Seperti akar katanya, culture
(Inggris) yang berasal dari akar kata collere
(Latin) yang berarti mengolah alam atau bercocok tanam, manusia “berhutang
budi” pada alam untuk membangun sebuah peradaban. Pola pikir, konsep
pembangunan hingga perhitungan resiko sebuah peradaban selalu didasarkan pada
perkembangan kebudayaan. Di situlah letak strategis alam dan lingkungan hidup
sebagai ibu peradaban (the mother of
civilization). Hubungan yang mendalam antara manusia dan alam melahirkan
realitas baru tentang sebuah hubungan dan kesadaran spiritual yang oleh Arne
Naess disebut deep ecology. Deep ecology atau ekologi dalam
merupakan sebuah konsep yang mendeskripsikan hubungan antara manusia dan
lingkungan alam yang tidak dapat dipisahkan.

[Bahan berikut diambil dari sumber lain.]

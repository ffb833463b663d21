//! Consumer leg.

use std::collections::BTreeSet;

use serde::Serialize;
use tracing::{debug, info, instrument, warn};
use viewgrant_core::{ConsumerPhaseEvent, DatabaseRef, Permission, ViewgrantResult};
use viewgrant_gateway::{DatabaseLink, LinkOutcome, TableLink};

use crate::Choreography;

/// Result of one consumer-phase invocation.
#[derive(Debug, Clone, PartialEq, Eq, Serialize)]
pub struct ConsumerSummary {
    pub self_principal: String,
    pub table_link: LinkOutcome,
    pub dependencies: usize,
    /// Database links created by this invocation. Links found already in
    /// place are not counted.
    pub database_links_created: usize,
    /// The managed policy had to be attached by this invocation.
    pub policy_attached: bool,
}

impl Choreography {
    /// Materialize a subscribed asset in the consumer account and extend read
    /// access to the environment's end-user role.
    ///
    /// Self-grants with grant option always precede the end-user grants they
    /// enable. Re-delivery converges to the same state: links report
    /// `AlreadyExists`, grants are upserts, and the policy is only attached
    /// when missing.
    #[instrument(
        skip_all,
        fields(
            asset = %event.asset.table_arn,
            environment = %event.subscription.environment_id,
            correlation_id = ?event.correlation_id,
        )
    )]
    pub async fn handle_consumer_phase(
        &self,
        event: &ConsumerPhaseEvent,
    ) -> ViewgrantResult<ConsumerSummary> {
        let policy_arn = self.config.require_consumer_managed_policy_arn()?;
        let root_arn = event.root_arn()?;
        let root = root_arn.object_ref();
        let dependencies = event.dependencies()?;

        let subscription = &event.subscription;
        let consumer_account = subscription.aws_account_id.as_str();
        let role = subscription.consumer_role_arn.as_str();
        let cross_account = consumer_account != root_arn.account_id;
        let consumer_database = DatabaseRef {
            catalog_id: consumer_account.to_string(),
            database_name: subscription.consumer_database_name.clone(),
        };

        let permissions = &self.gateways.permissions;
        let catalog = &self.gateways.catalog;
        let me = self.gateways.identity.current_principal_arn().await?;

        permissions
            .grant_database(&consumer_database, &me, Permission::ALL, Permission::ALL)
            .await?;

        let table_link = catalog
            .create_table_link(&TableLink {
                database_name: consumer_database.database_name.clone(),
                name: root_arn.table.clone(),
                target: root.clone(),
                target_region: root_arn.region.clone(),
            })
            .await?;
        match table_link {
            LinkOutcome::Created => {
                info!(database = %consumer_database, link = %root_arn.table, "Table resource link created")
            }
            LinkOutcome::AlreadyExists => {
                warn!(database = %consumer_database, link = %root_arn.table, "Table resource link already exists")
            }
        }

        let mut self_granted: BTreeSet<DatabaseRef> = BTreeSet::new();
        permissions
            .grant_database(&root.database(), &me, Permission::DESCRIBE, Permission::DESCRIBE)
            .await?;
        self_granted.insert(root.database());
        permissions
            .grant_table(&root, &me, Permission::READ, Permission::READ)
            .await?;

        for dependent in dependencies.iter() {
            let database = dependent.database();
            if !self_granted.contains(&database) {
                permissions
                    .grant_database(&database, &me, Permission::DESCRIBE, Permission::DESCRIBE)
                    .await?;
                self_granted.insert(database);
            }
            permissions
                .grant_table(dependent, &me, Permission::READ, Permission::READ)
                .await?;
            permissions
                .grant_table(dependent, role, Permission::READ, Permission::NONE)
                .await?;
            info!(dependent = %dependent, role = %role, "Granted dependent object to end-user role");
        }

        let mut databases = dependencies.databases();
        databases.insert(root.database());

        let mut database_links_created = 0;
        for database in &databases {
            if cross_account {
                let outcome = catalog
                    .create_database_link(&DatabaseLink {
                        name: database.database_name.clone(),
                        target: database.clone(),
                        target_region: root_arn.region.clone(),
                    })
                    .await?;
                if outcome == LinkOutcome::Created {
                    database_links_created += 1;
                    info!(database = %database, "Database resource link created");
                } else {
                    warn!(database = %database, "Database resource link already exists");
                }
            }

            permissions
                .grant_database(database, role, Permission::DESCRIBE, Permission::NONE)
                .await?;
            if cross_account {
                let local = DatabaseRef {
                    catalog_id: consumer_account.to_string(),
                    database_name: database.database_name.clone(),
                };
                permissions
                    .grant_database(&local, role, Permission::DESCRIBE, Permission::NONE)
                    .await?;
            }
        }

        permissions
            .grant_table(&root, role, Permission::READ, Permission::NONE)
            .await?;

        let identity = &self.gateways.identity;
        let policy_attached = if identity.has_managed_policy(role, policy_arn).await? {
            debug!(role = %role, policy = %policy_arn, "Managed policy already attached");
            false
        } else {
            identity.attach_managed_policy(role, policy_arn).await?;
            info!(role = %role, policy = %policy_arn, "Managed policy attached");
            true
        };

        Ok(ConsumerSummary {
            self_principal: me,
            table_link,
            dependencies: dependencies.len(),
            database_links_created,
            policy_attached,
        })
    }
}
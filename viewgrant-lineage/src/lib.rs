//! VIEWGRANT Lineage - View Dependency Resolution
//!
//! Given a catalog object, computes every table and view it transitively
//! depends on by decoding view definitions and walking the table references
//! in their SQL.

mod cache;
pub mod definition;
pub mod resolver;
pub mod sql;

pub use definition::{decode_view_definition, encode_view_definition};
pub use resolver::LineageResolver;
pub use sql::{extract_table_references, TableReference};
//! Choreography configuration
//!
//! Loaded from environment variables with defaults matching the deployed
//! event bus. Only the managed policy ARN has no default; it is required by
//! the consumer leg.

use crate::{event::CONSUMER_PHASE_DETAIL_TYPE, ConfigError};

pub const DEFAULT_EVENT_BUS_NAME: &str = "datazone-custom-bus";
pub const DEFAULT_EVENT_SOURCE: &str = "custom.datazone";
pub const DEFAULT_PARTITION: &str = "aws";

/// Settings shared by both choreography legs.
#[derive(Debug, Clone, PartialEq, Eq)]
pub struct ChoreographyConfig {
    /// Name of the bus consumer-phase events are published to, in each
    /// subscriber's account and region.
    pub event_bus_name: String,
    /// `source` of outbound events.
    pub event_source: String,
    /// `detail-type` of outbound consumer-phase events.
    pub consumer_detail_type: String,
    /// Partition used when building bus ARNs.
    pub partition: String,
    /// Baseline cross-account read policy attached to consumer roles.
    pub consumer_managed_policy_arn: Option<String>,
}

impl Default for ChoreographyConfig {
    fn default() -> Self {
        Self {
            event_bus_name: DEFAULT_EVENT_BUS_NAME.to_string(),
            event_source: DEFAULT_EVENT_SOURCE.to_string(),
            consumer_detail_type: CONSUMER_PHASE_DETAIL_TYPE.to_string(),
            partition: DEFAULT_PARTITION.to_string(),
            consumer_managed_policy_arn: None,
        }
    }
}

impl ChoreographyConfig {
    /// Create a ChoreographyConfig from environment variables.
    ///
    /// Environment variables:
    /// - `EVENT_BUS_NAME`: target bus name (default: datazone-custom-bus)
    /// - `EVENT_SOURCE`: outbound event source (default: custom.datazone)
    /// - `CONSUMER_DETAIL_TYPE`: outbound detail-type
    /// - `AWS_PARTITION`: ARN partition (default: aws)
    /// - `DATAZONE_USER_CUSTOM_MANAGED_POLICY_ARN`: policy attached to consumer roles
    pub fn from_env() -> Self {
        let defaults = Self::default();
        Self {
            event_bus_name: env_or("EVENT_BUS_NAME", defaults.event_bus_name),
            event_source: env_or("EVENT_SOURCE", defaults.event_source),
            consumer_detail_type: env_or("CONSUMER_DETAIL_TYPE", defaults.consumer_detail_type),
            partition: env_or("AWS_PARTITION", defaults.partition),
            consumer_managed_policy_arn: std::env::var("DATAZONE_USER_CUSTOM_MANAGED_POLICY_ARN")
                .ok()
                .filter(|s| !s.trim().is_empty()),
        }
    }

    pub fn with_consumer_managed_policy_arn(mut self, arn: impl Into<String>) -> Self {
        self.consumer_managed_policy_arn = Some(arn.into());
        self
    }

    /// Check the fields every leg relies on.
    pub fn validate(&self) -> Result<(), ConfigError> {
        for (field, value) in [
            ("EVENT_BUS_NAME", &self.event_bus_name),
            ("EVENT_SOURCE", &self.event_source),
            ("CONSUMER_DETAIL_TYPE", &self.consumer_detail_type),
            ("AWS_PARTITION", &self.partition),
        ] {
            if value.trim().is_empty() {
                return Err(ConfigError::MissingRequired {
                    field: field.to_string(),
                });
            }
        }
        if let Some(arn) = &self.consumer_managed_policy_arn {
            if !arn.starts_with("arn:") || !arn.contains(":policy/") {
                return Err(ConfigError::InvalidValue {
                    field: "DATAZONE_USER_CUSTOM_MANAGED_POLICY_ARN".to_string(),
                    value: arn.clone(),
                    reason: "must be an IAM policy ARN".to_string(),
                });
            }
        }
        Ok(())
    }

    /// The managed policy ARN, required by the consumer leg.
    pub fn require_consumer_managed_policy_arn(&self) -> Result<&str, ConfigError> {
        self.consumer_managed_policy_arn
            .as_deref()
            .ok_or_else(|| ConfigError::MissingRequired {
                field: "DATAZONE_USER_CUSTOM_MANAGED_POLICY_ARN".to_string(),
            })
    }
}

fn env_or(key: &str, default: String) -> String {
    std::env::var(key)
        .ok()
        .filter(|s| !s.trim().is_empty())
        .unwrap_or(default)
}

Pada akhirnya, Novel Seperti
Benenai Cintaku Terus Mengalir Untukmu berhasil membawa pembaca untuk
mengulas berbagai permasalahan dan isu sosial dalam sebuah kisah cinta dan
kerinduan untuk pulang ke kampung halaman. R. Fahik berhasil meramu berbagai
konsep pembangunan dalam karya sastra terbaik ini. Kita harus bernyala seperti
arti kata Malaka (Ma – “mak” – “yang” dan
Laka – “lakan” – “nyala, cahaya, sinar”). Kita juga harus bisa memiliki
harapan seperti sungai Benenai yang terus mengalir tanpa memandang musim.
Sekali lagi, R. Fahik mampu mempersatukan semua perspektif pembaca ke dalam
sebuah imajinasi yang luar biasa berkualitas.
Tanpa mengurangi gurihnya penafsiran pembaca, R. Fahik telah mengantarkan kita ke dalam sebuah penggambaran umum tentang Malaka, kerinduan untuk pulang, tanggung jawab moral, semangat untuk menciptakan perubahan, serta berani mengambil keputusan dengan komitmen yang matang. Novel ini layak untuk dibaca oleh semua kalangan, terutama kaum muda yang sedang merantau di tanah orang. Tidak ada yang salah dengan perantauan, tetapi rumah sendiri adalah tempat ternyaman untuk kembali. Ibu selalu berpesan, kemanapun kita berjalan, sejauh apapun kita tersesat, seburuk apapun kita terpuruk atau setinggi apapun kita berhasil, lengan rapuh ibu akan selalu ada untuk memeluk kita ketika kita kembali pulang.
* * *
Mario Djegho lahir pada 21 Agustus 1995 di Denpasar. Menyelesaikan pendidikan terakhirnya pada Program Studi Ilmu Komunikasi, Universitas Nusa Cendana pada 2019. Pria yang senang berjalan kaki dan membaca buku astronomi ini juga tertarik pada dunia menulis. Baginya, menulis adalah sebuah cara mendokumentasikan pikiran, hati, dan rasa dalam sebuah keunikan hidup. Selain membaca, pria berdarah Ende-Flores ini juga senang menulis, berkebun, dan memelihara ternak sebagai kesibukannya sehari-hari. Akhir 2020 lalu ia lolos dalam Seleksi Wartawan Media Pendidikan Cakrawala NTT.